The exhibition included works by seven artists of indigenous Australian heritage. A number of the works vigorously interrogated a male, Anglo vision of Australian identity—what one critic, writing about the savage unpicking of myths of nationality in the Sydney art collective Soda_Jerk’s compilation film TERROR NULLIUS, 2018, called a “toxic colonial boys club mentality.” The indigenous artist Fiona Foley addressed colonial race relations in Hunted, 2019, a work based on two black tic-tac-toe grids painted on the gallery’s white wall. Appended to roughly half the grids’ spaces were black calico hoods with pearl shell buttons embroidered onto the fabric to form facial features. As Foley explains, the piece invokes a little-told history of abduction from the late nineteenth century, when pearl shell fishing along the Queensland coast was at its height. White fishermen would kidnap Aboriginal men, women, and children, forcing the men to labor on the boats and pressing the women into sexual servitude. In Never Forget, 2019, another indigenous artist, Karla Dickens, took satirical aim at the symbolic role of British royalty in monarchist visions of Australian national identity. The installation featured three Christian crosses painted on the wall in funeral black; abutting one of the crosses were four panels—respectively titled Bottom Feeders I, II, III, and IV, 2018—displaying collaged head shots of Queen Elizabeth II, Prince Phillip, the queen mother, and paraphernalia commemorating past royal visits. Dickens reworked this material by painting the royals cartoon style as octopuses with long tentacles encircling symbols of indigenous culture. The artist explains that she sees the British royal family as “blue-ribbon opportunists who have thrived from the stolen lands and lives of first Australians.”

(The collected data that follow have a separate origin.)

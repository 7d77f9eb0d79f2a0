use actix_web::HttpResponse;
use actix_web::http::header;
use actix_web_flash_messages::{IncomingFlashMessages, Level};
use serde::Serialize;
use tera::{Context, Tera};

pub mod categories;
pub mod forms;
pub mod joins;
pub mod main;
pub mod videos;

/// JSON error body carried by every failing API response.
#[derive(Serialize)]
struct ErrorDetail<'a> {
    detail: &'a str,
}

pub(crate) fn not_found(detail: &str) -> HttpResponse {
    HttpResponse::NotFound().json(ErrorDetail { detail })
}

pub(crate) fn forbidden(detail: &str) -> HttpResponse {
    HttpResponse::Forbidden().json(ErrorDetail { detail })
}

pub(crate) fn bad_request(detail: &str) -> HttpResponse {
    HttpResponse::BadRequest().json(ErrorDetail { detail })
}

/// Redirect-on-success response used by the HTML form routes.
pub fn redirect(location: &str) -> HttpResponse {
    HttpResponse::Found()
        .append_header((header::LOCATION, location.to_string()))
        .finish()
}

pub fn render_template(tera: &Tera, template: &str, context: &Context) -> HttpResponse {
    HttpResponse::Ok().body(tera.render(template, context).unwrap_or_else(|e| {
        log::error!("Failed to render template '{template}': {e}");
        String::new()
    }))
}

pub fn alert_level_to_str(level: &Level) -> &'static str {
    match level {
        Level::Debug => "secondary",
        Level::Info => "info",
        Level::Success => "success",
        Level::Warning => "warning",
        Level::Error => "danger",
    }
}

pub fn base_context(flash_messages: &IncomingFlashMessages, page_title: &str) -> Context {
    let alerts = flash_messages
        .iter()
        .map(|f| (f.content(), alert_level_to_str(&f.level())))
        .collect::<Vec<_>>();

    let mut context = Context::new();
    context.insert("alerts", &alerts);
    context.insert("page_title", page_title);
    context
}
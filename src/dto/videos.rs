use chrono::NaiveDateTime;
use serde::Serialize;

use crate::domain::video::Video;

#[derive(Debug, Clone, PartialEq, Serialize)]
pub struct VideoDto {
    pub id: i32,
    pub title: String,
    pub youtube_code: String,
    pub category_id: i32,
    pub is_active: bool,
    pub date_created: NaiveDateTime,
    pub date_last_modified: Option<NaiveDateTime>,
}

impl From<Video> for VideoDto {
    fn from(value: Video) -> Self {
        Self {
            id: value.id.get(),
            title: value.title.into_inner(),
            youtube_code: value.youtube_code.into_inner(),
            category_id: value.category_id.get(),
            is_active: value.is_active,
            date_created: value.date_created,
            date_last_modified: value.date_last_modified,
        }
    }
}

While many of the works in the show adopted a muscular rhetoric of moral outrage, attesting to ongoing, rancorous debates about Australian identity, some made their point in more subtle and even conciliatory ways. Currently, the government is gearing up for festivities next year to mark the 250th anniversary of James Cook’s first voyage to Australia in 1770, when he claimed the country for the British crown. “Just Not Australian” suggested that not all Australians will be celebrating.